Didi-Huberman assim define a imagem: “aparição única, preciosa, é, apesar de tudo, muito
pouca coisa, coisa que queima, coisa que cai. Tal é a ‘bola de fogo’ evocada por Walter
Benjamin [“A imagem dialética é uma bola de fogo que transpõe todo o horizonte ao
passado, diz, em sua reflexão sobre a história e a política]: ela apenas ‘transpõe todo o
horizonte’ para cair sobre nós, nos atingir (échoir). Ela raramente se ergue em direção ao céu
imóvel das ideias eternas: em geral, ela desce, declina, se precipita e se danifica sobre a
nossa terra, em algum lugar diante ou atrás do horizonte. Como um vaga-lume, ela acaba
por desaparecer de nossa vista e ir para outro lugar onde será, talvez, percebida por outra
pessoa, em outro lugar, lá onde sua sobrevivência poderá ser observada ainda. Se, de acordo
com a hipótese que tentamos construir, a partir de Warburg e Benjamin, a imagem é um
operador temporal de sobrevivências – portadora, a esse título, de uma potência política
relativa a nosso passado como à nossa ‘atualidade integral’, logo, a nosso futuro -, é preciso
então dedicar-se a melhor compreender seu movimento de queda em nossa direção, essa
queda ou esse ‘declínio’, até mesmo essa declinação, que não é, por mais que Pasolini o
tenha temido em 1975, seja o que for que pensa Agamben hoje, desaparição”.
Para Dudi-Huberman, não se pode dizer que a experiência tenha sido destruída. “Ao
contrário, faz-se necessário – e pouco importa a potência do reino e de sua glória, pouco
importa a eficácia universal da ‘sociedade do espetáculo’ -, afirmar que a experiência é
indestrutível, mesmo que se encontre reduzida às sobrevivências e às clandestinidades de
simples lampejos da noite”. O paradoxo do homem ser indestrutível e, no entanto, poder ser
destruído, explica-se pela noção de sobrevivência. “Sobrevivência dos signos ou das imagens,
quando a sobrevivência dos próprios protagonistas se encontra comprometida”.
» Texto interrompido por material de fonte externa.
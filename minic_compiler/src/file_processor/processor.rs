//! File processor implementation with compile-time limits and global logging integration

use crate::config::compile_time::file_processing::MAX_FILE_SIZE;
use crate::logging::codes;
use crate::{log_debug, log_error, log_success};
use std::fs;
use std::io;
use std::path::{Path, PathBuf};

/// File processor specific errors
#[derive(Debug, Clone, PartialEq, Eq, thiserror::Error)]
pub enum FileProcessorError {
    #[error("File not found: {path}")]
    FileNotFound { path: String },

    #[error("File too large: {size} bytes (max: {max_size})")]
    FileTooLarge { size: u64, max_size: u64 },

    #[error("Permission denied: {path}")]
    PermissionDenied { path: String },

    #[error("Invalid UTF-8 encoding in file: {path}")]
    InvalidEncoding { path: String },

    #[error("I/O error reading file: {message}")]
    IoError { message: String },

    #[error("Invalid file path: {path}")]
    InvalidPath { path: String },
}

impl FileProcessorError {
    /// Get the appropriate error code for this error type
    pub fn error_code(&self) -> crate::logging::Code {
        match self {
            FileProcessorError::FileNotFound { .. } => codes::file_processing::FILE_NOT_FOUND,
            FileProcessorError::FileTooLarge { .. } => codes::file_processing::FILE_TOO_LARGE,
            FileProcessorError::PermissionDenied { .. } => {
                codes::file_processing::PERMISSION_DENIED
            }
            FileProcessorError::InvalidEncoding { .. } => codes::file_processing::INVALID_ENCODING,
            FileProcessorError::IoError { .. } => codes::file_processing::IO_ERROR,
            FileProcessorError::InvalidPath { .. } => codes::file_processing::INVALID_PATH,
        }
    }

    /// Get error severity
    pub fn severity(&self) -> &'static str {
        codes::get_severity(self.error_code().as_str()).as_str()
    }

    /// Get error category
    pub fn category(&self) -> &'static str {
        codes::get_category(self.error_code().as_str())
    }

    fn from_io(error: &io::Error, path: &Path) -> Self {
        match error.kind() {
            io::ErrorKind::NotFound => FileProcessorError::FileNotFound {
                path: path.display().to_string(),
            },
            io::ErrorKind::PermissionDenied => FileProcessorError::PermissionDenied {
                path: path.display().to_string(),
            },
            io::ErrorKind::InvalidData => FileProcessorError::InvalidEncoding {
                path: path.display().to_string(),
            },
            _ => FileProcessorError::IoError {
                message: format!("'{}': {}", path.display(), error),
            },
        }
    }
}

/// File metadata collected during processing
#[derive(Debug, Clone)]
pub struct FileMetadata {
    /// Path as given by the caller
    pub path: PathBuf,
    /// File size in bytes
    pub size: u64,
    /// File extension (if any)
    pub extension: Option<String>,
    /// Number of lines in file
    pub line_count: usize,
}

impl FileMetadata {
    /// Get file size in human-readable format
    pub fn human_readable_size(&self) -> String {
        const UNITS: &[&str] = &["B", "KB", "MB", "GB"];
        let mut size = self.size as f64;
        let mut unit_index = 0;

        while size >= 1024.0 && unit_index < UNITS.len() - 1 {
            size /= 1024.0;
            unit_index += 1;
        }

        if unit_index == 0 {
            format!("{} {}", self.size, UNITS[unit_index])
        } else {
            format!("{:.2} {}", size, UNITS[unit_index])
        }
    }
}

/// File contents together with their metadata
#[derive(Debug, Clone)]
pub struct FileProcessingResult {
    /// File contents as UTF-8 string
    pub source: String,
    pub metadata: FileMetadata,
    pub processing_duration: std::time::Duration,
}

impl FileProcessingResult {
    pub fn char_count(&self) -> usize {
        self.source.chars().count()
    }
}

/// Reads source files under the compile-time size limit
#[derive(Debug, Clone, Default)]
pub struct FileProcessor {
    /// Whether to emit a success event with size and line metrics
    pub enable_performance_logging: bool,
}

impl FileProcessor {
    pub fn new() -> Self {
        Self {
            enable_performance_logging: true,
        }
    }

    /// Get the compile-time maximum file size
    pub fn max_file_size() -> u64 {
        MAX_FILE_SIZE
    }

    /// Process a file and return contents with metadata
    pub fn process_file(
        &self,
        file_path: &Path,
    ) -> Result<FileProcessingResult, FileProcessorError> {
        let start_time = std::time::Instant::now();
        log_debug!("Starting file processing", "file" => file_path.display());

        self.validate_path(file_path)?;
        let mut metadata = self.get_metadata(file_path)?;
        self.validate_size(&metadata)?;
        let source = self.read_file(file_path)?;

        metadata.line_count = source.lines().count();

        let result = FileProcessingResult {
            source,
            metadata,
            processing_duration: start_time.elapsed(),
        };

        if self.enable_performance_logging {
            log_success!(
                codes::success::FILE_PROCESSING_SUCCESS,
                "File processed successfully",
                "file" => file_path.display(),
                "size" => result.metadata.human_readable_size(),
                "lines" => result.metadata.line_count,
                "chars" => result.char_count(),
                "duration_ms" => format!("{:.2}", result.processing_duration.as_secs_f64() * 1000.0)
            );
        }

        Ok(result)
    }

    fn validate_path(&self, path: &Path) -> Result<(), FileProcessorError> {
        if path.as_os_str().is_empty() {
            let error = FileProcessorError::InvalidPath {
                path: String::new(),
            };
            log_error!(error.error_code(), "Empty file path provided");
            return Err(error);
        }

        if !path.exists() {
            let error = FileProcessorError::FileNotFound {
                path: path.display().to_string(),
            };
            log_error!(error.error_code(), "File not found", "path" => path.display());
            return Err(error);
        }

        if !path.is_file() {
            let error = FileProcessorError::InvalidPath {
                path: path.display().to_string(),
            };
            log_error!(error.error_code(), "Path is not a file", "path" => path.display());
            return Err(error);
        }

        Ok(())
    }

    fn get_metadata(&self, path: &Path) -> Result<FileMetadata, FileProcessorError> {
        let metadata = fs::metadata(path).map_err(|e| {
            let error = FileProcessorError::from_io(&e, path);
            log_error!(error.error_code(), "Failed to read file metadata",
                "path" => path.display(),
                "io_error" => e);
            error
        })?;

        let extension = path
            .extension()
            .and_then(|ext| ext.to_str())
            .map(|s| s.to_lowercase());

        Ok(FileMetadata {
            path: path.to_path_buf(),
            size: metadata.len(),
            extension,
            line_count: 0,
        })
    }

    /// Check file size against the compile-time limit
    fn validate_size(&self, metadata: &FileMetadata) -> Result<(), FileProcessorError> {
        if metadata.size > MAX_FILE_SIZE {
            let error = FileProcessorError::FileTooLarge {
                size: metadata.size,
                max_size: MAX_FILE_SIZE,
            };
            log_error!(error.error_code(), "File exceeds compile-time maximum size limit",
                "file" => metadata.path.display(),
                "size_bytes" => metadata.size,
                "limit_bytes" => MAX_FILE_SIZE);
            return Err(error);
        }
        Ok(())
    }

    fn read_file(&self, path: &Path) -> Result<String, FileProcessorError> {
        fs::read_to_string(path).map_err(|e| {
            let error = FileProcessorError::from_io(&e, path);
            log_error!(error.error_code(), "Failed to read file",
                "file" => path.display(),
                "io_error" => e);
            error
        })
    }
}

/// Process a file with default settings
pub fn process_file(file_path: &Path) -> Result<FileProcessingResult, FileProcessorError> {
    FileProcessor::new().process_file(file_path)
}

#[cfg(test)]
mod tests {
    use super::*;
    use assert_matches::assert_matches;
    use std::io::Write;
    use tempfile::NamedTempFile;

    fn temp_source(contents: &[u8]) -> NamedTempFile {
        let mut file = NamedTempFile::new().unwrap();
        file.write_all(contents).unwrap();
        file.flush().unwrap();
        file
    }

    #[test]
    fn test_reads_source_and_metadata() {
        let file = temp_source(b"main() {\n  int x;\n}\n");
        let result = process_file(file.path()).unwrap();
        assert_eq!(result.source, "main() {\n  int x;\n}\n");
        assert_eq!(result.metadata.size, 20);
        assert_eq!(result.metadata.line_count, 3);
        assert_eq!(result.metadata.path, file.path());
    }

    #[test]
    fn test_empty_file_is_accepted() {
        let file = temp_source(b"");
        let result = process_file(file.path()).unwrap();
        assert!(result.source.is_empty());
        assert_eq!(result.metadata.line_count, 0);
    }

    #[test]
    fn test_missing_file() {
        let dir = tempfile::tempdir().unwrap();
        let missing = dir.path().join("nope.c");
        assert_matches!(
            process_file(&missing),
            Err(FileProcessorError::FileNotFound { .. })
        );
    }

    #[test]
    fn test_directory_is_invalid_path() {
        let dir = tempfile::tempdir().unwrap();
        let error = process_file(dir.path()).unwrap_err();
        assert_matches!(error, FileProcessorError::InvalidPath { .. });
        assert_eq!(error.error_code(), codes::file_processing::INVALID_PATH);
    }

    #[test]
    fn test_empty_path() {
        assert_matches!(
            process_file(Path::new("")),
            Err(FileProcessorError::InvalidPath { .. })
        );
    }

    #[test]
    fn test_invalid_utf8() {
        let file = temp_source(&[0x6d, 0xff, 0xfe, 0x00]);
        let error = process_file(file.path()).unwrap_err();
        assert_matches!(error, FileProcessorError::InvalidEncoding { .. });
        assert_eq!(error.category(), "FileProcessing");
    }

    #[test]
    fn test_human_readable_size() {
        let metadata = FileMetadata {
            path: PathBuf::from("a.c"),
            size: 2048,
            extension: Some("c".to_string()),
            line_count: 1,
        };
        assert_eq!(metadata.human_readable_size(), "2.00 KB");
    }
}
Para esclarecê-lo, o filósofo resgata a ressurgência de Hannah Arendt, para quem seria
preciso “reconhecer a essencial vitalidade e das sobrevivências e da memória em geral
quando ela encontra as formas justas de sua transmissão. Nessa combinação geométrica do
retraimento e do não fechamento, depreender-se-ia então o que Arendt chama
magnificamente uma força diagonal que difere das duas forças – a dos passado e a do futuro
– das quais, no entanto, resulta”. A força diagonal de Arendt é atualizada no filme de Laura
Waddington, Border, filmado no campo de Sangatte em 2002. Conta Didi-Huberman que ela
filmava “os refugiados afegãos ou iraquianos que tentavam desesperadamente escapar da
polícia e atravessar o túnel sob o canal da mancha a fim de chegar até a Inglaterra. Ela pôde,
disso tudo, extrair apenas imagens vaga-lumes: imagens no limiar do desaparecimento,
sempre movidas pela urgência da fuga, sempre próximas daqueles que, para realizar seu
projeto, se escondiam na noite e tentavam o impossível, correndo risco de vida”.
São imagens para organizar o pessimismo. “Imagens para protestar contra a glória do reino
e seus feixes de luz crua. Os vaga-lumes desapareceram? Certamente não”.